After spending millions of dollars to help elect a Republican House and Senate, Capitol Hill sources report Las Vegas gambling mogul Sheldon Adelson received a private briefing with Republican members of the House Judiciary Committee in the second week of January.
The meeting sends a strong signal that the billionaire, who is one of the most generous contributors to Republican candidates and campaigns—ever, will not retreat away from his desire to outlaw legal and regulated Internet gaming by the states.
Sources familiar with Adelson's lobbying describe the meeting as both a strategy session and an update for the gambling mogul.
It is unclear as to whether the briefing was set up by Adelson's lobbyists or whether it occurred at the insistence of the House leadership, although an aide with direct knowledge of the House Judiciary Committee denied the briefing was officially organized or coordinated through the committee.
It was reported that Adelson spent and donated more than $90 million toward GOP candidates and causes in 2014.
Adelson's private meeting with GOP members of the House Judiciary Committee further complicates an already disjointed Republican conference as the congressmen attending in effect have formed a rump committee outside the regular order and hidden from public scrutiny.
Members and staff were guarded when asked on multiple occasions about the briefing.
Adelson, the chairman and CEO of Las Vegas Sands, a $14 billion-a-year gaming conglomerate, has pledged to "spend whatever it takes" to get Congress to pass a federal ban on online gambling, but he failed to make the tape as the last session closed.
The effort was two-pronged. One prong was an advocacy group called the Coalition to Stop Internet Gambling. The second was legislation that would legislatively reverse the Department of Justice's 2011 interpretation that the 1961 Wire Act does not forbid internet gambling—framed as the restoration of the Wire Act.

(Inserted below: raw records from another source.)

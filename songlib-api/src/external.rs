//! Song metadata client
//!
//! Looks up release date, lyrics and link for a (group, song) pair:
//! `GET {base}/info?group=...&song=...` must answer 200 with
//! `{"releaseDate": ..., "lyrics": ..., "link": ...}`.

use async_trait::async_trait;
use reqwest::Client;
use songlib_common::SongDetail;
use thiserror::Error;
use tracing::{debug, warn};

use crate::config::ExternalApiSettings;

/// Why a lookup produced no usable detail
#[derive(Debug, Error)]
pub enum LookupError {
    /// Transport failure, non-success status, or no service configured
    #[error("Song info unavailable: {0}")]
    Unavailable(String),

    /// Success status with a body that is not the expected JSON
    #[error("Song info decode failed: {0}")]
    Decode(String),
}

/// Source of song details for newly created songs
#[async_trait]
pub trait SongInfoSource: Send + Sync {
    async fn fetch(&self, group: &str, song: &str) -> Result<SongDetail, LookupError>;
}

/// `SongInfoSource` backed by the external metadata HTTP service
#[derive(Debug, Clone)]
pub struct HttpSongInfoClient {
    http_client: Client,
    base_url: Option<String>,
}

impl HttpSongInfoClient {
    pub fn new(settings: &ExternalApiSettings) -> reqwest::Result<Self> {
        Ok(Self {
            http_client: Client::builder().timeout(settings.timeout).build()?,
            base_url: settings.base_url.clone(),
        })
    }
}

#[async_trait]
impl SongInfoSource for HttpSongInfoClient {
    async fn fetch(&self, group: &str, song: &str) -> Result<SongDetail, LookupError> {
        let Some(base_url) = &self.base_url else {
            warn!("EXTERNAL_API_URL is not configured, cannot look up song info");
            return Err(LookupError::Unavailable(
                "no metadata service configured".to_string(),
            ));
        };

        let url = format!("{}/info", base_url);
        debug!(url = %url, group = %group, song = %song, "Calling metadata service");

        // query() percent-encodes both values
        let response = self
            .http_client
            .get(&url)
            .query(&[("group", group), ("song", song)])
            .send()
            .await
            .map_err(|e| LookupError::Unavailable(format!("request failed: {}", e)))?;

        let status = response.status();
        if !status.is_success() {
            return Err(LookupError::Unavailable(format!(
                "metadata service returned {}",
                status
            )));
        }

        let bytes = response
            .bytes()
            .await
            .map_err(|e| LookupError::Unavailable(format!("reading body failed: {}", e)))?;

        serde_json::from_slice(&bytes).map_err(|e| LookupError::Decode(e.to_string()))
    }
}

The effort has also created the awkward situation, where conservatives and libertarians—often the beneficiaries of the $100 million Adelson has contributed to GOP candidates and campaigns—have to tell the man that they cannot outlaw his online competition, even if it is the only thing he ever asked them to do for him.
This awkward caucus is in three camps.
Some members are put-off by the big ask. Other members have no issue with online gambling as a business, a lifestyle or as a individual's choice. The others are part of the growing neo-federalism movement that seeks to devolve authority and control out of Washington back to the states and the people.
In the new session, two of Adelson's key allies, Rep. Jason E. Chaffetz (R.-Utah) and Sen. Lindsey O. Graham (R.-S.C.), and the lead sponsors of the restoration bill have returned to Washington stronger than before.
Both men sit on their chamber’s judiciary committees, while Graham is now a member of the Republican majority and Chaffetz is now chairman of the Government Oversight and Reform Committee.
Conservatives were disappointed Chaffetz defeated Rep. James D. Jordan (R.-Ohio) in the contest to succeed Rep. Darrel Issa (R.-Calif.). Issa was not as cooperative with leadership as Chaffetz and Jordan is disliked by some in leadership for his principled stand on issues important to conservatives.
Now conservatives are waiting and watching to see in Chaffetz continues Issa's watchdog magisterium, or whether uses the committee's mandate and subpoena power to advance his own agenda—including the federal ban on internet gambling.
The speculation in the hallways is that Chaffetz will allow Issa's projects to fallow for another day, while he investigates the people and process involved in the 2011 reversal by the Justice Department.
In the lame duck session, Adelson allies tried to force an official hearing of the House Judiciary Committee on the restoration bill, but the House Judiciary Committee Chairman Richard W. Goodlatte (R.-Va.) did not play along—despite being an adamant opponent of web-based gambling.
Like many Republicans on Capitol Hill, Goodlatte is a devotee of the 10th Amendment, which he views as a vital and neglected bulwark against the federal government.
Michelle Minton of the Competitive Enterprise Institute has detailed the legal background of the issue in detail making a strong and persuasive effort that the issue is best handled by the states, rather than through federal intervention.
Minton’s intellectual ammunition has been vital to Capitol Hill conservatives looking at the online gambling and other issues through the 10th Amendment filter.
As for Goodlatte, the Virginia congressman is a member of the 10th Amendment Task Force and in 2011 during a formal reading of the Constitution by members on the House floor, it was the 10th Amendment Goodlatte chose to read.
The Adelson bill has repeatedly been condemned, as an assault on the 10th Amendment for it would outlaw state legalization of gambling within their borders, which strikes at the federal system of state sovereignty in all matters not specifically assigned to the national government.
If leadership attempts to force passage of the bill, it will put Goodlatte's principled stand in support of the Constitution in direct conflict with one of the GOP's biggest donors.
The battle over internet gambling, if it was being played out in a city hall or state house, would be a simple matter of power politics. Big donor and his big ask.
But now, Adelson’s effort to outlaw his online competitor tamper with the constitutionally relationship between the states and the national government on a higher plane and come just as President Barack Obama is reworking the Constitution as a living document in some many other ways.